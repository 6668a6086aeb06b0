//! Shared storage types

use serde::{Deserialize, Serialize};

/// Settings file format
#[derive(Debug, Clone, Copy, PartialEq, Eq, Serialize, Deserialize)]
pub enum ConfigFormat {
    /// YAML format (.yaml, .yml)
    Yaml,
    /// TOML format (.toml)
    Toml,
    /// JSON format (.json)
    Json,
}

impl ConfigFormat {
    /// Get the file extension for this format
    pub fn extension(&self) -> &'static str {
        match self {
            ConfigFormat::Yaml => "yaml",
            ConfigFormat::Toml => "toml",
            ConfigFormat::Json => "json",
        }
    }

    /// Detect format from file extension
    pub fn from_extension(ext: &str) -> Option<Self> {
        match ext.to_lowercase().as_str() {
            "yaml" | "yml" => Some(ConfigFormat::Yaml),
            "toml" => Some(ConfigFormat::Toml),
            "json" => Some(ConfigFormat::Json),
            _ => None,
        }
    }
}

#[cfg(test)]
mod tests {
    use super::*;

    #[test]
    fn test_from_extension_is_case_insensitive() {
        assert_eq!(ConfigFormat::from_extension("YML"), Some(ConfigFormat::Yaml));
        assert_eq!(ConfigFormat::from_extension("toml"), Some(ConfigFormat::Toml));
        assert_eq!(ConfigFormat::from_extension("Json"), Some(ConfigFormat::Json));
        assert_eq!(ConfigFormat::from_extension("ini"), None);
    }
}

# # # # #

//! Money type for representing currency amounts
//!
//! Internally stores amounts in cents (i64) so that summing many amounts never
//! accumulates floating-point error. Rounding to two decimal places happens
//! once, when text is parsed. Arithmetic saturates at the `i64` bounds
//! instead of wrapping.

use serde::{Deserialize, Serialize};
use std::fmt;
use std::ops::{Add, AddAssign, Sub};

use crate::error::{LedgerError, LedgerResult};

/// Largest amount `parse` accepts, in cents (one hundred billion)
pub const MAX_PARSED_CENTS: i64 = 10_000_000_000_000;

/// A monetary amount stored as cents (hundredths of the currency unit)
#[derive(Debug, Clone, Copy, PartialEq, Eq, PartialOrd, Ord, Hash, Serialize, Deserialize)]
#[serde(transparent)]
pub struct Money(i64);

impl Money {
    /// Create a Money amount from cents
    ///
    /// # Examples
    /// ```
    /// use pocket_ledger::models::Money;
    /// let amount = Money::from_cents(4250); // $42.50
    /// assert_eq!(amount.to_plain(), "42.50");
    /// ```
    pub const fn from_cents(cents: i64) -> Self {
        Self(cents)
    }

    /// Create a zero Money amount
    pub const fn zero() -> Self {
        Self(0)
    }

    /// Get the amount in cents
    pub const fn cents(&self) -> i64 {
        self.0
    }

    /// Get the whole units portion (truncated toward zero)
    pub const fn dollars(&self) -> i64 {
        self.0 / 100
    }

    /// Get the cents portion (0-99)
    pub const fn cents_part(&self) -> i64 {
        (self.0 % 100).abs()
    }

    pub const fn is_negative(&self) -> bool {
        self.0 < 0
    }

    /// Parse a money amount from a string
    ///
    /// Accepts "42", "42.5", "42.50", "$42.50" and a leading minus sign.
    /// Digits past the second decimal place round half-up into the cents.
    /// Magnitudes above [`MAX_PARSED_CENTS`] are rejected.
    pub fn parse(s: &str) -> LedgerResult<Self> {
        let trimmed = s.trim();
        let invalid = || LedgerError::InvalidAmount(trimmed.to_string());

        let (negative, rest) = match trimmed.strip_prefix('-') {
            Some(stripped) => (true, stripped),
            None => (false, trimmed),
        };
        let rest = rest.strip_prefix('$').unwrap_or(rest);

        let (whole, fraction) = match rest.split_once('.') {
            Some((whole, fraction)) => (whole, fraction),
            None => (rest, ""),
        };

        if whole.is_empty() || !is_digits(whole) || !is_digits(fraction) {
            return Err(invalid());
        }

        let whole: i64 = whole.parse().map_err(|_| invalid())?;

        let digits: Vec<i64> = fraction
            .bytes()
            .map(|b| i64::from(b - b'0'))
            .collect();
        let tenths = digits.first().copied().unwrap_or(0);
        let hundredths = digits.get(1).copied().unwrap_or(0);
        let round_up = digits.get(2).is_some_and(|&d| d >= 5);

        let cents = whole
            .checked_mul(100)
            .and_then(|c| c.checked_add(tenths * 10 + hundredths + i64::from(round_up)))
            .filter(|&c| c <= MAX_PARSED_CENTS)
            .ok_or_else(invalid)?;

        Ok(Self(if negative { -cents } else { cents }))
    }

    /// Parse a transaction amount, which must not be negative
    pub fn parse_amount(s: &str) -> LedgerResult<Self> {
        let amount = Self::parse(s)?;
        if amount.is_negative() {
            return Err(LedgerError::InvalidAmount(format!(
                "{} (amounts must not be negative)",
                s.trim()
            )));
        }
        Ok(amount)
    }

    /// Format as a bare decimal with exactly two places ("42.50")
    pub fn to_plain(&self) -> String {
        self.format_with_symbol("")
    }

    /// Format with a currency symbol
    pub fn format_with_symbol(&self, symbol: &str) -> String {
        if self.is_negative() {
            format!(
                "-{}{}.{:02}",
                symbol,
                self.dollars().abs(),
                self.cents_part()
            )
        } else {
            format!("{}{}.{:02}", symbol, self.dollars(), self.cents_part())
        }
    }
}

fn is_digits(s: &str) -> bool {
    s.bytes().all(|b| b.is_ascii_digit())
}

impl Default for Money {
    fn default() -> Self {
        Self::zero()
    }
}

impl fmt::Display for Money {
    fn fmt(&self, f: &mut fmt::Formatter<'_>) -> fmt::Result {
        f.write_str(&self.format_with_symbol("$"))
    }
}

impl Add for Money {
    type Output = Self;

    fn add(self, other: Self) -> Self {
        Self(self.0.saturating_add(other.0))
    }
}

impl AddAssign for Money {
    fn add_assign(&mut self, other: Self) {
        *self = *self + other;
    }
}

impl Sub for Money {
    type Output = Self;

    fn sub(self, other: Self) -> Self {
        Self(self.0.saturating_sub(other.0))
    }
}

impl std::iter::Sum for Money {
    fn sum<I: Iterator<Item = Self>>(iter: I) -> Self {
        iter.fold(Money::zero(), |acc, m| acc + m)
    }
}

# # # # #

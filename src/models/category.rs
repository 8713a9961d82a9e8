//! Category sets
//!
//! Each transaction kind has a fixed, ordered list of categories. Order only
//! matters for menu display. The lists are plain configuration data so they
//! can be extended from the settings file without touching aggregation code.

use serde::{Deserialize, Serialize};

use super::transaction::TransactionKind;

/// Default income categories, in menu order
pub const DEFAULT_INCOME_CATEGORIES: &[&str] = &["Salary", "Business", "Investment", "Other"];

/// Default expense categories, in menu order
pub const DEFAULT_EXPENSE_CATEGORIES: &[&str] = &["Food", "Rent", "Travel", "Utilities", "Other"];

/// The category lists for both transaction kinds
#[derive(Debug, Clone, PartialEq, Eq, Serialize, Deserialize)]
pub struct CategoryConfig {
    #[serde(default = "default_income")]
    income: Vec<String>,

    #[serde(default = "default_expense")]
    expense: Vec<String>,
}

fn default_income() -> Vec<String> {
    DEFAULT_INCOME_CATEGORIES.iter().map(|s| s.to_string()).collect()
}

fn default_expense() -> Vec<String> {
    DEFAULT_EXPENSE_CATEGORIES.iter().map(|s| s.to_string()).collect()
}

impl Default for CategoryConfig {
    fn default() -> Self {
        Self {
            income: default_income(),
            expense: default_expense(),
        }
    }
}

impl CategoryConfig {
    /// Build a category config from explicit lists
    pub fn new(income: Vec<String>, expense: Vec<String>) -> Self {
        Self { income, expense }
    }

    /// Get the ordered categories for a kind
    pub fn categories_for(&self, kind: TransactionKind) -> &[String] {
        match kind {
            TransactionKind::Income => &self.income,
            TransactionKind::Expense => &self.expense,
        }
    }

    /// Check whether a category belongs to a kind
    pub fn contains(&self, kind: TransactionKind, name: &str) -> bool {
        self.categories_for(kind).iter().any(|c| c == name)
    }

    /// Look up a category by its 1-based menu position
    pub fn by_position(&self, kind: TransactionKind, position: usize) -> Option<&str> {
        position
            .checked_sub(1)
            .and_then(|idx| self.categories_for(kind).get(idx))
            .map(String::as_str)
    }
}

# # # # #

▶ Work to complete
Each line in the listing above that contains "TransactionKind" should be copied.

▶ Result of the exercise
use super::transaction::TransactionKind;
    pub fn categories_for(&self, kind: TransactionKind) -> &[String] {
            TransactionKind::Income => &self.income,
            TransactionKind::Expense => &self.expense,
    pub fn contains(&self, kind: TransactionKind, name: &str) -> bool {
    pub fn by_position(&self, kind: TransactionKind, position: usize) -> Option<&str> {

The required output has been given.